Alternate crumpling and climbing.  Rely
on your antennae.  Sequester poisons
in your body for use at a later date.
When threatened, emit foul odors
in self-defense.  Behave cryptically
to confuse predators: change colors, spit,
or feign death.  If all else fails, taste terrible.

 -"Advice from a Caterpillar" by Amy Gerstler from Dearest Creature, New York, Penguin Books: 2009.


The word enjambment comes from the French where it means to step over or to put legs across.  In poetry, its function is similar; it means to break a phrase, a sentence, or a thought between two lines without benefit of punctuation.   This sends a mixed message, increasing the attention of the reader/auditor.  Who started the practice?  The Elizabethan poets made much of it and, like many other things poetic and historic, it seems to date back to the catchall answer that was
Homer.
.
The caterpillar, curled in upon itself is like the painter. It seeks perfection through its solitary efforts.  Like the artist leaning over his easel at night, the caterpillar will achieve a magical transformation.  As you can see in Charles Seliger's Caterpillar with Sky, although the subject and the scope of the picture may be small, the artist's intentions are expansive, and no more sentimental than poet Amy Gerstler's imagined Lepidopteran monologue.

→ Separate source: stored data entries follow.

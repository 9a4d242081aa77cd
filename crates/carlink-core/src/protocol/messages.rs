//! All CarLink dongle protocol message types.
//!
//! Every frame on the USB bulk channel starts with a 16-byte header (see
//! [`crate::protocol::codec`]) whose `type` field selects one of the message
//! kinds below.  The numeric codes are protocol constants spoken by real
//! dongle firmware and must not be renumbered.

use serde::{Deserialize, Serialize};

// ── Protocol constants ────────────────────────────────────────────────────────

/// Magic number at the start of every frame header (little-endian on wire).
pub const FRAME_MAGIC: u32 = 0x55AA_55AA;

/// Total size of the frame header in bytes.
pub const HEADER_SIZE: usize = 16;

// ── Message type codes ────────────────────────────────────────────────────────

/// All frame type codes spoken by the dongle.
///
/// Codes not listed here do occur on real hardware (newer firmware); the
/// decoder treats them as a forward-compatibility no-op, not an error.
#[derive(Debug, Clone, Copy, PartialEq, Eq, Serialize, Deserialize)]
#[repr(u32)]
pub enum MessageType {
    Open = 0x01,
    Plugged = 0x02,
    Phase = 0x03,
    Unplugged = 0x04,
    Touch = 0x05,
    VideoData = 0x06,
    AudioData = 0x07,
    Command = 0x08,
    LogoType = 0x09,
    BluetoothAddress = 0x0A,
    BluetoothPin = 0x0C,
    BluetoothDeviceName = 0x0D,
    WifiDeviceName = 0x0E,
    DisconnectPhone = 0x0F,
    BluetoothPairedList = 0x12,
    ManufacturerInfo = 0x14,
    CloseDongle = 0x15,
    MultiTouch = 0x17,
    HiCarLink = 0x18,
    BoxSettings = 0x19,
    MediaData = 0x2A,
    SendFile = 0x99,
    HeartBeat = 0xAA,
    SoftwareVersion = 0xCC,
}

impl TryFrom<u32> for MessageType {
    type Error = ();

    fn try_from(value: u32) -> Result<Self, ()> {
        match value {
            0x01 => Ok(MessageType::Open),
            0x02 => Ok(MessageType::Plugged),
            0x03 => Ok(MessageType::Phase),
            0x04 => Ok(MessageType::Unplugged),
            0x05 => Ok(MessageType::Touch),
            0x06 => Ok(MessageType::VideoData),
            0x07 => Ok(MessageType::AudioData),
            0x08 => Ok(MessageType::Command),
            0x09 => Ok(MessageType::LogoType),
            0x0A => Ok(MessageType::BluetoothAddress),
            0x0C => Ok(MessageType::BluetoothPin),
            0x0D => Ok(MessageType::BluetoothDeviceName),
            0x0E => Ok(MessageType::WifiDeviceName),
            0x0F => Ok(MessageType::DisconnectPhone),
            0x12 => Ok(MessageType::BluetoothPairedList),
            0x14 => Ok(MessageType::ManufacturerInfo),
            0x15 => Ok(MessageType::CloseDongle),
            0x17 => Ok(MessageType::MultiTouch),
            0x18 => Ok(MessageType::HiCarLink),
            0x19 => Ok(MessageType::BoxSettings),
            0x2A => Ok(MessageType::MediaData),
            0x99 => Ok(MessageType::SendFile),
            0xAA => Ok(MessageType::HeartBeat),
            0xCC => Ok(MessageType::SoftwareVersion),
            _ => Err(()),
        }
    }
}

// ── Command table ─────────────────────────────────────────────────────────────

/// Command codes carried by `Command` frames in both directions.
///
/// Host→device these are control requests (wifi setup, mic selection, media
/// keys); device→host they report link state transitions.
#[derive(Debug, Clone, Copy, PartialEq, Eq, Serialize, Deserialize)]
#[repr(u32)]
pub enum CommandMapping {
    Invalid = 0,
    StartRecordAudio = 1,
    StopRecordAudio = 2,
    /// "My Car" button on the CarPlay interface.
    RequestHostUi = 3,
    Siri = 5,
    /// Use the car (host OS) microphone.
    Mic = 7,
    /// Periodic frame-request nudge some phones need to keep streaming.
    Frame = 12,
    /// Use the dongle's own microphone.
    BoxMic = 15,
    EnableNightMode = 16,
    DisableNightMode = 17,
    /// Phone streams audio directly to the car, bypassing the dongle.
    AudioTransferOn = 22,
    /// Default: phone streams audio to the dongle, dongle relays it.
    AudioTransferOff = 23,
    Wifi24g = 24,
    Wifi5g = 25,
    Left = 100,
    Right = 101,
    SelectDown = 104,
    SelectUp = 105,
    Back = 106,
    Up = 113,
    Down = 114,
    Home = 200,
    Play = 201,
    Pause = 202,
    PlayOrPause = 203,
    Next = 204,
    Prev = 205,
    AcceptPhone = 300,
    RejectPhone = 301,
    RequestVideoFocus = 500,
    ReleaseVideoFocus = 501,
    WifiEnable = 1000,
    AutoConnectEnable = 1001,
    WifiConnect = 1002,
    ScanningDevice = 1003,
    DeviceFound = 1004,
    DeviceNotFound = 1005,
    ConnectDeviceFailed = 1006,
    BtConnected = 1007,
    BtDisconnected = 1008,
    WifiConnected = 1009,
    WifiDisconnected = 1010,
    BtPairStart = 1011,
    WifiPair = 1012,
}

impl TryFrom<u32> for CommandMapping {
    type Error = ();

    fn try_from(value: u32) -> Result<Self, ()> {
        match value {
            0 => Ok(CommandMapping::Invalid),
            1 => Ok(CommandMapping::StartRecordAudio),
            2 => Ok(CommandMapping::StopRecordAudio),
            3 => Ok(CommandMapping::RequestHostUi),
            5 => Ok(CommandMapping::Siri),
            7 => Ok(CommandMapping::Mic),
            12 => Ok(CommandMapping::Frame),
            15 => Ok(CommandMapping::BoxMic),
            16 => Ok(CommandMapping::EnableNightMode),
            17 => Ok(CommandMapping::DisableNightMode),
            22 => Ok(CommandMapping::AudioTransferOn),
            23 => Ok(CommandMapping::AudioTransferOff),
            24 => Ok(CommandMapping::Wifi24g),
            25 => Ok(CommandMapping::Wifi5g),
            100 => Ok(CommandMapping::Left),
            101 => Ok(CommandMapping::Right),
            104 => Ok(CommandMapping::SelectDown),
            105 => Ok(CommandMapping::SelectUp),
            106 => Ok(CommandMapping::Back),
            113 => Ok(CommandMapping::Up),
            114 => Ok(CommandMapping::Down),
            200 => Ok(CommandMapping::Home),
            201 => Ok(CommandMapping::Play),
            202 => Ok(CommandMapping::Pause),
            203 => Ok(CommandMapping::PlayOrPause),
            204 => Ok(CommandMapping::Next),
            205 => Ok(CommandMapping::Prev),
            300 => Ok(CommandMapping::AcceptPhone),
            301 => Ok(CommandMapping::RejectPhone),
            500 => Ok(CommandMapping::RequestVideoFocus),
            501 => Ok(CommandMapping::ReleaseVideoFocus),
            1000 => Ok(CommandMapping::WifiEnable),
            1001 => Ok(CommandMapping::AutoConnectEnable),
            1002 => Ok(CommandMapping::WifiConnect),
            1003 => Ok(CommandMapping::ScanningDevice),
            1004 => Ok(CommandMapping::DeviceFound),
            1005 => Ok(CommandMapping::DeviceNotFound),
            1006 => Ok(CommandMapping::ConnectDeviceFailed),
            1007 => Ok(CommandMapping::BtConnected),
            1008 => Ok(CommandMapping::BtDisconnected),
            1009 => Ok(CommandMapping::WifiConnected),
            1010 => Ok(CommandMapping::WifiDisconnected),
            1011 => Ok(CommandMapping::BtPairStart),
            1012 => Ok(CommandMapping::WifiPair),
            _ => Err(()),
        }
    }
}

/// A `Command` payload value as read off the wire.
///
/// Newer firmware emits command codes this build's table does not have; those
/// are passed through numerically instead of being dropped, so consumers can
/// still log or forward them.
#[derive(Debug, Clone, Copy, PartialEq, Eq)]
pub enum CommandValue {
    Known(CommandMapping),
    Unknown(u32),
}

impl CommandValue {
    /// The table entry, if the code is in the table.
    pub fn known(self) -> Option<CommandMapping> {
        match self {
            CommandValue::Known(command) => Some(command),
            CommandValue::Unknown(_) => None,
        }
    }

    /// The wire code, known or not.
    pub fn as_u32(self) -> u32 {
        match self {
            CommandValue::Known(command) => command as u32,
            CommandValue::Unknown(raw) => raw,
        }
    }
}

impl From<u32> for CommandValue {
    fn from(raw: u32) -> CommandValue {
        CommandMapping::try_from(raw)
            .map(CommandValue::Known)
            .unwrap_or(CommandValue::Unknown(raw))
    }
}

// ── Phone types ───────────────────────────────────────────────────────────────

/// Phone protocol variant reported in `Plugged` frames.
///
/// Affects frame-request cadence: CarPlay phones need a periodic `Frame`
/// command nudge, Android Auto phones stream without one.
#[derive(Debug, Clone, Copy, PartialEq, Eq, Hash, Serialize, Deserialize)]
#[repr(u32)]
pub enum PhoneType {
    AndroidMirror = 1,
    CarPlay = 3,
    IPhoneMirror = 4,
    AndroidAuto = 5,
    HiCar = 6,
}

impl TryFrom<u32> for PhoneType {
    type Error = ();

    fn try_from(value: u32) -> Result<Self, ()> {
        match value {
            1 => Ok(PhoneType::AndroidMirror),
            3 => Ok(PhoneType::CarPlay),
            4 => Ok(PhoneType::IPhoneMirror),
            5 => Ok(PhoneType::AndroidAuto),
            6 => Ok(PhoneType::HiCar),
            _ => Err(()),
        }
    }
}

/// Phone type as reported in a `Plugged` frame.
///
/// Codes outside the [`PhoneType`] table are preserved numerically; the
/// session treats them as phones without a frame-request cadence.
#[derive(Debug, Clone, Copy, PartialEq, Eq)]
pub enum PhoneTypeValue {
    Known(PhoneType),
    Unknown(u32),
}

impl PhoneTypeValue {
    pub fn known(self) -> Option<PhoneType> {
        match self {
            PhoneTypeValue::Known(phone_type) => Some(phone_type),
            PhoneTypeValue::Unknown(_) => None,
        }
    }

    pub fn as_u32(self) -> u32 {
        match self {
            PhoneTypeValue::Known(phone_type) => phone_type as u32,
            PhoneTypeValue::Unknown(raw) => raw,
        }
    }
}

impl From<u32> for PhoneTypeValue {
    fn from(raw: u32) -> PhoneTypeValue {
        PhoneType::try_from(raw)
            .map(PhoneTypeValue::Known)
            .unwrap_or(PhoneTypeValue::Unknown(raw))
    }
}

// ── Audio ─────────────────────────────────────────────────────────────────────

/// Audio stream control commands carried in 1-byte `AudioData` payloads.
#[derive(Debug, Clone, Copy, PartialEq, Eq)]
#[repr(i8)]
pub enum AudioCommand {
    AudioOutputStart = 1,
    AudioOutputStop = 2,
    AudioInputConfig = 3,
    AudioPhonecallStart = 4,
    AudioPhonecallStop = 5,
    AudioNaviStart = 6,
    AudioNaviStop = 7,
    AudioSiriStart = 8,
    AudioSiriStop = 9,
    AudioMediaStart = 10,
    AudioMediaStop = 11,
    AudioAlertStart = 12,
    AudioAlertStop = 13,
}

impl TryFrom<i8> for AudioCommand {
    type Error = ();

    fn try_from(value: i8) -> Result<Self, ()> {
        match value {
            1 => Ok(AudioCommand::AudioOutputStart),
            2 => Ok(AudioCommand::AudioOutputStop),
            3 => Ok(AudioCommand::AudioInputConfig),
            4 => Ok(AudioCommand::AudioPhonecallStart),
            5 => Ok(AudioCommand::AudioPhonecallStop),
            6 => Ok(AudioCommand::AudioNaviStart),
            7 => Ok(AudioCommand::AudioNaviStop),
            8 => Ok(AudioCommand::AudioSiriStart),
            9 => Ok(AudioCommand::AudioSiriStop),
            10 => Ok(AudioCommand::AudioMediaStart),
            11 => Ok(AudioCommand::AudioMediaStop),
            12 => Ok(AudioCommand::AudioAlertStart),
            13 => Ok(AudioCommand::AudioAlertStop),
            _ => Err(()),
        }
    }
}

/// PCM format described by a `decode_type` code.
#[derive(Debug, Clone, Copy, PartialEq, Eq)]
pub struct AudioFormat {
    pub frequency: u32,
    pub channels: u8,
    pub bit_depth: u8,
}

/// Maps the 7 known `decode_type` codes to their PCM format.
///
/// Protocol constant, not configurable.
pub fn decode_type_format(decode_type: u32) -> Option<AudioFormat> {
    let (frequency, channels) = match decode_type {
        1 | 2 => (44_100, 2),
        3 => (8_000, 1),
        4 => (48_000, 2),
        5 => (16_000, 1),
        6 => (24_000, 1),
        7 => (16_000, 2),
        _ => return None,
    };
    Some(AudioFormat {
        frequency,
        channels,
        bit_depth: 16,
    })
}

/// Shape of the bytes following the fixed 12-byte `AudioData` prefix.
///
/// The wire format has no discriminant; the remaining payload length is the
/// only signal (1 byte ⇒ command, 4 bytes ⇒ volume duration, else PCM).
#[derive(Debug, Clone, PartialEq)]
pub enum AudioContent {
    /// Stream control command (Siri / phonecall / media start-stop).
    Command(AudioCommand),
    /// Duration in seconds for a volume ramp.
    VolumeDuration(f32),
    /// Raw signed 16-bit little-endian PCM samples.
    Pcm(Vec<i16>),
}

/// Decoded `AudioData` frame.
#[derive(Debug, Clone, PartialEq)]
pub struct AudioData {
    /// Index into the audio format table, see [`decode_type_format`].
    pub decode_type: u32,
    pub volume: f32,
    pub audio_type: u32,
    pub content: AudioContent,
}

// ── Video ─────────────────────────────────────────────────────────────────────

/// Decoded `VideoData` frame: one H.264 chunk plus stream geometry.
#[derive(Debug, Clone, PartialEq)]
pub struct VideoData {
    pub width: u32,
    pub height: u32,
    pub flags: u32,
    pub length: u32,
    pub unknown: u32,
    /// Raw H.264 bytes, handed to the consumer's decoder untouched.
    pub data: Vec<u8>,
}

// ── Media metadata ────────────────────────────────────────────────────────────

/// Now-playing metadata reported by the phone.
///
/// Field names mirror the JSON keys the dongle emits.
#[derive(Debug, Clone, PartialEq, Default, Serialize, Deserialize)]
pub struct MediaInfo {
    #[serde(rename = "MediaSongName", skip_serializing_if = "Option::is_none")]
    pub song_name: Option<String>,
    #[serde(rename = "MediaAlbumName", skip_serializing_if = "Option::is_none")]
    pub album_name: Option<String>,
    #[serde(rename = "MediaArtistName", skip_serializing_if = "Option::is_none")]
    pub artist_name: Option<String>,
    #[serde(rename = "MediaAPPName", skip_serializing_if = "Option::is_none")]
    pub app_name: Option<String>,
    #[serde(rename = "MediaSongDuration", skip_serializing_if = "Option::is_none")]
    pub song_duration: Option<f64>,
    #[serde(rename = "MediaSongPlayTime", skip_serializing_if = "Option::is_none")]
    pub song_play_time: Option<f64>,
}

/// Payload of a `MediaData` frame, selected by the u32 type tag at offset 0.
#[derive(Debug, Clone, PartialEq)]
pub enum MediaPayload {
    /// Tag 1: JSON song metadata.
    SongInfo(MediaInfo),
    /// Tag 3: album art, JPEG/JFIF bytes.
    AlbumCover(Vec<u8>),
}

// ── Misc payload structs ──────────────────────────────────────────────────────

/// Stream parameters echoed by the dongle in response to `Open`.
#[derive(Debug, Clone, PartialEq)]
pub struct Opened {
    pub width: u32,
    pub height: u32,
    pub fps: u32,
    pub format: u32,
    pub packet_max: u32,
    pub i_box: u32,
    pub phone_mode: u32,
}

// ── The readable message sum type ─────────────────────────────────────────────

/// Every device→host message, decoded.
///
/// Produced by [`crate::protocol::codec::decode_payload`], consumed once by
/// the dispatch callback, then dropped.
#[derive(Debug, Clone, PartialEq)]
pub enum Message {
    Command(CommandValue),
    ManufacturerInfo { a: u32, b: u32 },
    SoftwareVersion(String),
    BluetoothAddress(String),
    BluetoothPin(String),
    BluetoothDeviceName(String),
    WifiDeviceName(String),
    HiCarLink(String),
    BluetoothPairedList(String),
    Plugged { phone_type: PhoneTypeValue, wifi: Option<u32> },
    Unplugged,
    Audio(AudioData),
    Video(VideoData),
    Media(MediaPayload),
    Opened(Opened),
    /// Dongle hardware/firmware description, a free-form JSON blob.
    BoxInfo(serde_json::Value),
    Phase(u32),
}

Charles Seliger (1926-2009) was an early abstract expressionist but, like a number of others I have mentioned in these columns, not so abstract as all that.  Although it is not obvious from reproductions, Seliger worked with small canvases, eschewing the gigantic proportions of so many of his contemporaries, the better to achieve a sense of intimacy with his subjects.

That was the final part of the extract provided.